Одним из важнейших вопросов этой борьбы становится в 30-е гг. вопрос о том, что сближает Россию после петровских реформ с Западной Европой и что ее отличает как в хорошую, так и в дурную сторону, каково соотношение национально-самобытных и общеевропейских начал русской жизни, предстоит ли России во всем повторить опыт буржуазных стран или у нее есть возможность иного и лучшего исторического будущего, свободного от социальных и нравственных пороков буржуазной цивилизации.
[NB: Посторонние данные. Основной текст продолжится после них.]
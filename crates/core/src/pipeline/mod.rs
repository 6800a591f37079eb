pub mod cluster_profiles_use_case;
pub mod pipeline_logger;
pub mod watch_stream_use_case;
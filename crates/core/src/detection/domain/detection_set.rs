use crate::shared::region::Region;

/// One detected region with whatever metadata the backend can provide.
///
/// Confidence and keypoints are optional: cascade-style detectors report
/// binary presence only, learned multi-task detectors add scores and
/// facial keypoints. Callers must not assume either is present.
#[derive(Clone, Debug, PartialEq)]
pub struct Detection {
    pub region: Region,
    pub confidence: Option<f32>,
    /// Keypoints in the same coordinate space as `region`.
    pub keypoints: Option<Vec<(f32, f32)>>,
}

impl Detection {
    pub fn new(region: Region) -> Self {
        Self {
            region,
            confidence: None,
            keypoints: None,
        }
    }

    pub fn with_confidence(region: Region, confidence: f32) -> Self {
        Self {
            region,
            confidence: Some(confidence),
            keypoints: None,
        }
    }
}

/// The output of one detector invocation on one image.
///
/// When detection ran inside a search crop, `offset` records the crop's
/// origin in the parent image: every region and keypoint is local to the
/// crop until [`DetectionSet::into_frame_coords`] composes the offset.
/// Detections must always be composed before persistence or display.
#[derive(Clone, Debug, Default, PartialEq)]
pub struct DetectionSet {
    pub detections: Vec<Detection>,
    pub offset: (i32, i32),
}

impl DetectionSet {
    pub fn new(detections: Vec<Detection>) -> Self {
        Self {
            detections,
            offset: (0, 0),
        }
    }

    pub fn with_offset(detections: Vec<Detection>, offset: (i32, i32)) -> Self {
        Self { detections, offset }
    }

    pub fn empty() -> Self {
        Self::default()
    }

    pub fn is_empty(&self) -> bool {
        self.detections.is_empty()
    }

    pub fn len(&self) -> usize {
        self.detections.len()
    }

    /// Translates all geometry by the carried offset, producing a set whose
    /// coordinates are valid in the parent (full-frame) coordinate space.
    pub fn into_frame_coords(self) -> DetectionSet {
        let (dx, dy) = self.offset;
        if dx == 0 && dy == 0 {
            return self;
        }
        let detections = self
            .detections
            .into_iter()
            .map(|d| Detection {
                region: d.region.translated(dx, dy),
                confidence: d.confidence,
                keypoints: d.keypoints.map(|kps| {
                    kps.into_iter()
                        .map(|(x, y)| (x + dx as f32, y + dy as f32))
                        .collect()
                }),
            })
            .collect();
        DetectionSet {
            detections,
            offset: (0, 0),
        }
    }
}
Объективно это был вопрос о национальных особенностях и противоречиях буржуазного развития России, о путях преодоления ее крепостнической отсталости.
Для Пушкина проблема России и Запада приобретает в 30-е гг. также первостепенное значение, проникает все его исторические замыслы, стимулируя историзм его художественного метода, что находит наиболее глубокое и обобщенное выражение в «Медном всаднике». Но Пушкин, как и другие представители его поколения, люди 20-х гг. – Чаадаев, Вяземский и др., – ищет решения проблемы в конкретной социально-политической истории России и западных стран.[534] Идеям немецкого «любомудрия» и философскому ракурсу мышления его русских приверженцев Пушкин не сочувствовал.